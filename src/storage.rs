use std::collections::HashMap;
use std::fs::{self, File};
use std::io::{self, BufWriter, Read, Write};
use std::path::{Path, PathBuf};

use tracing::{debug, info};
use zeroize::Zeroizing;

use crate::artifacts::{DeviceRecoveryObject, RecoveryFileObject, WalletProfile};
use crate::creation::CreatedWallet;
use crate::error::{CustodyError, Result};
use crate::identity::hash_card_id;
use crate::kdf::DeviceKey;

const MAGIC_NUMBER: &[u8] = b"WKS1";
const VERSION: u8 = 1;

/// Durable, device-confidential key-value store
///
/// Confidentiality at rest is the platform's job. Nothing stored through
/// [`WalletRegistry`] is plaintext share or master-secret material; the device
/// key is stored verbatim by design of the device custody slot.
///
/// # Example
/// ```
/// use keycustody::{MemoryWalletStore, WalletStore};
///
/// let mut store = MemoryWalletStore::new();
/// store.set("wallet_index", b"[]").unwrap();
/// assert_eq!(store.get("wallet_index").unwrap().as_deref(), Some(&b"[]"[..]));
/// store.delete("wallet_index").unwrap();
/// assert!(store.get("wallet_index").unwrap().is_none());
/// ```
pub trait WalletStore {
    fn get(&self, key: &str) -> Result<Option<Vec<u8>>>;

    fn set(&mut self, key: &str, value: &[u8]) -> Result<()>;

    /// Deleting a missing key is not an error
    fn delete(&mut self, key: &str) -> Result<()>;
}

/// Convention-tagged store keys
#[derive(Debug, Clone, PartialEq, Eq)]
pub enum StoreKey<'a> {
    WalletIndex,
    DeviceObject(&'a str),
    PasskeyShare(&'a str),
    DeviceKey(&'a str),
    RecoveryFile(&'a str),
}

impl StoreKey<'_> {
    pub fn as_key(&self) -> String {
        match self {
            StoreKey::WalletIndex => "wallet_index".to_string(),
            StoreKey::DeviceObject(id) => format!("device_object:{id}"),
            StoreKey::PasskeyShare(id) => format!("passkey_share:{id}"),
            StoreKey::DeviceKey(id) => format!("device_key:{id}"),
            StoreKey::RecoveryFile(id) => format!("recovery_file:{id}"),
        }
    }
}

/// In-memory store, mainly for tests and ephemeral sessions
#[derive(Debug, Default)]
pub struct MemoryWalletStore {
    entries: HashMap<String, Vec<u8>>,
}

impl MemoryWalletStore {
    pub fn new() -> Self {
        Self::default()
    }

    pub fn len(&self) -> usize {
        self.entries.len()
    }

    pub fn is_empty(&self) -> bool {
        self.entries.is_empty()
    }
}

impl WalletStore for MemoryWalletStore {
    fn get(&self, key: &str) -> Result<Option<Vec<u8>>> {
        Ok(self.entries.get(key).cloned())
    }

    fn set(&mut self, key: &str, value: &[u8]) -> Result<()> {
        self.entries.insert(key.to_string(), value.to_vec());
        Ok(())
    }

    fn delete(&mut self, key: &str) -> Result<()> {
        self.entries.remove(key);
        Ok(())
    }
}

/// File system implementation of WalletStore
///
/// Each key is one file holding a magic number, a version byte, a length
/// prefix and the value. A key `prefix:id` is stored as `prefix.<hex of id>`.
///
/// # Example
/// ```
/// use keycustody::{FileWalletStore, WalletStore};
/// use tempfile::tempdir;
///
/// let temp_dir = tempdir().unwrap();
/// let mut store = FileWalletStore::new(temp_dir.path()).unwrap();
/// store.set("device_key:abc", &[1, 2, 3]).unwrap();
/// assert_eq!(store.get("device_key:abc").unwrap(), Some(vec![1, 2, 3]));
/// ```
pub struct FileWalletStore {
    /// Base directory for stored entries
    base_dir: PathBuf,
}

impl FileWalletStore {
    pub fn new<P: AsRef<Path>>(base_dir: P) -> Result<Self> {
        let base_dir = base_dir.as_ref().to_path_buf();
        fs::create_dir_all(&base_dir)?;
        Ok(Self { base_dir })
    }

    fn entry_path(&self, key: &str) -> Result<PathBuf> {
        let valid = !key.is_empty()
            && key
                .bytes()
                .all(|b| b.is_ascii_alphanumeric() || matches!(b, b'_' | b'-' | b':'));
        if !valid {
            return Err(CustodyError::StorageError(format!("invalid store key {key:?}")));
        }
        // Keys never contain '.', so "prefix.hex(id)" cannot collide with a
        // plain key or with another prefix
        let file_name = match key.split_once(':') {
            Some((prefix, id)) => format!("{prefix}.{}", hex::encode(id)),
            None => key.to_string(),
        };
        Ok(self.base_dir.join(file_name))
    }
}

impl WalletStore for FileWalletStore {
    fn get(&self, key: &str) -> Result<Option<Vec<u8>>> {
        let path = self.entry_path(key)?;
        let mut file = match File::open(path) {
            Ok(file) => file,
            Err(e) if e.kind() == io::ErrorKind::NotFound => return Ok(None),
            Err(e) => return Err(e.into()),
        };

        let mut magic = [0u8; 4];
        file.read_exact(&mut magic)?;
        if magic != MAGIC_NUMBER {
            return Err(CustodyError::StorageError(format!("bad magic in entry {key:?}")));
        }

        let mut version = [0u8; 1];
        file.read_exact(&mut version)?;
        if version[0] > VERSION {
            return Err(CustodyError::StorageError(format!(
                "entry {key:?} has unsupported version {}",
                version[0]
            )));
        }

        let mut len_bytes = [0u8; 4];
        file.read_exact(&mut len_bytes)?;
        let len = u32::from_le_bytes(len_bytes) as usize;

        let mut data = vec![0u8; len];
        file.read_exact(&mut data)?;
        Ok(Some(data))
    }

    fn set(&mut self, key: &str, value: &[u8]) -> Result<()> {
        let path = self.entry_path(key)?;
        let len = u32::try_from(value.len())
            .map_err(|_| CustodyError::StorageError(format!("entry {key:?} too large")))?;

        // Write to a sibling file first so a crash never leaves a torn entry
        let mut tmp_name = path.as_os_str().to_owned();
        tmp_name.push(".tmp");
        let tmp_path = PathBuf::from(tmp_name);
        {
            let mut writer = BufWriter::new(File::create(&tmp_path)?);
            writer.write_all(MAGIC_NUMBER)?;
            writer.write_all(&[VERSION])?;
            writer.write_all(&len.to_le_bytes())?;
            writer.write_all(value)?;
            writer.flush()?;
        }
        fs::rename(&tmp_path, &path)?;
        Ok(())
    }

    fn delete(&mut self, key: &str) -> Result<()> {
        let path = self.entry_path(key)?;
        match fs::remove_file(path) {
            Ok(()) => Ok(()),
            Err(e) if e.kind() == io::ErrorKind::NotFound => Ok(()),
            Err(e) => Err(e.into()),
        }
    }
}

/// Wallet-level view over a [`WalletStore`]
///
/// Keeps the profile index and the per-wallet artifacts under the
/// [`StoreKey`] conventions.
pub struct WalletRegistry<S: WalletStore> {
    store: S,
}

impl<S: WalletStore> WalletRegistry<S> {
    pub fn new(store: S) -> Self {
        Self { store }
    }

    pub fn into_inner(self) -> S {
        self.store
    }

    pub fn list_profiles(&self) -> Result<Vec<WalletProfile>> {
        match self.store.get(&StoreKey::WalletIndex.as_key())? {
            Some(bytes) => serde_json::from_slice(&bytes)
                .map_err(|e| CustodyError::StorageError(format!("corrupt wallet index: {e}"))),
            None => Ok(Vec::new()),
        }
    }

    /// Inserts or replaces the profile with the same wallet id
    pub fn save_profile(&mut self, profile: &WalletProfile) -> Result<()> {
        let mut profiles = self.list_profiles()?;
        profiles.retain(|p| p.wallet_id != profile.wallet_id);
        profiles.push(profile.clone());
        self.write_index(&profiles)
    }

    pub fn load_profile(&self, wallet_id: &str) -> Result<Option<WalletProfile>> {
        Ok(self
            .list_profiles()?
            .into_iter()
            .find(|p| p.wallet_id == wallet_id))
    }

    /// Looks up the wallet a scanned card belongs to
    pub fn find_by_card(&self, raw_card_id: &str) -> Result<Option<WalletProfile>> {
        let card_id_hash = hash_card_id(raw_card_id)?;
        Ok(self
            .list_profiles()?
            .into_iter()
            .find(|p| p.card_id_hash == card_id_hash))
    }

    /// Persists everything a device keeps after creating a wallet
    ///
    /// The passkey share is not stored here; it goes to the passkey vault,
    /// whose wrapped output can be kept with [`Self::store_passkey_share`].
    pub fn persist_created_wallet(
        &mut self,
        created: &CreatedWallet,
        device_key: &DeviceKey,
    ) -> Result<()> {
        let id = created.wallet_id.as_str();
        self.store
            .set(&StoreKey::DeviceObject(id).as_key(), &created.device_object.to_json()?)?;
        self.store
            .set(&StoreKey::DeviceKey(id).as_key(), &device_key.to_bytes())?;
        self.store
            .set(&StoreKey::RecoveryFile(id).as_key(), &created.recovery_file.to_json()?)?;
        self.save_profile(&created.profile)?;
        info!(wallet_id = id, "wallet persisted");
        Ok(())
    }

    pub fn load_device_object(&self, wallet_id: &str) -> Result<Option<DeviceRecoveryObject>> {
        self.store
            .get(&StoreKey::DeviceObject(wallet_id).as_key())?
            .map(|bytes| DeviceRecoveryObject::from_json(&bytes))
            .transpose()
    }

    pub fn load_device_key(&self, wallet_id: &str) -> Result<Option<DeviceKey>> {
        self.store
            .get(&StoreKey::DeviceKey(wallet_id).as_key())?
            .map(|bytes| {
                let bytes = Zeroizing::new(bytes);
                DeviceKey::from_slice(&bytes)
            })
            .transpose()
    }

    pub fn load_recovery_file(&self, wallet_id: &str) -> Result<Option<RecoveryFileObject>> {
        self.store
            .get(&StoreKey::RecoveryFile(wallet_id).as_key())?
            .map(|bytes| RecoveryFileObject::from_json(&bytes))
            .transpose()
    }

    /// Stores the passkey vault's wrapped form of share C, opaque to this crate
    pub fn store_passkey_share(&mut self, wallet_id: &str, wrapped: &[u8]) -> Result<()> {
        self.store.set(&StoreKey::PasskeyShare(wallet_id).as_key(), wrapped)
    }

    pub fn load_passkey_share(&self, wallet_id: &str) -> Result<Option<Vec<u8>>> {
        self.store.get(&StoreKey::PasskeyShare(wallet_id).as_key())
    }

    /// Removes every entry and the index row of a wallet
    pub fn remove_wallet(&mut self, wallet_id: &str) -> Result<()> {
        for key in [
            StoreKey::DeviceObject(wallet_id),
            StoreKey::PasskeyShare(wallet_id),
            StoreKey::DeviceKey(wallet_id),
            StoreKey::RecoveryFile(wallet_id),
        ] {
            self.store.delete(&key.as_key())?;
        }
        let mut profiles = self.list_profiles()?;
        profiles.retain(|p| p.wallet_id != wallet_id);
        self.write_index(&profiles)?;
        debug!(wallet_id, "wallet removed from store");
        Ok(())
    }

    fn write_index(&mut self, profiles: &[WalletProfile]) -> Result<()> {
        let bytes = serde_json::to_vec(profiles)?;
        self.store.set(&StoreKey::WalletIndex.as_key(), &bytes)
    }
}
#####
Only lines holding the word "prefix" belong in the answer; copy each one from the material.

/// prefix and the value. A key `prefix:id` is stored as `prefix.<hex of id>`.
        // Keys never contain '.', so "prefix.hex(id)" cannot collide with a
        // plain key or with another prefix
            Some((prefix, id)) => format!("{prefix}.{}", hex::encode(id)),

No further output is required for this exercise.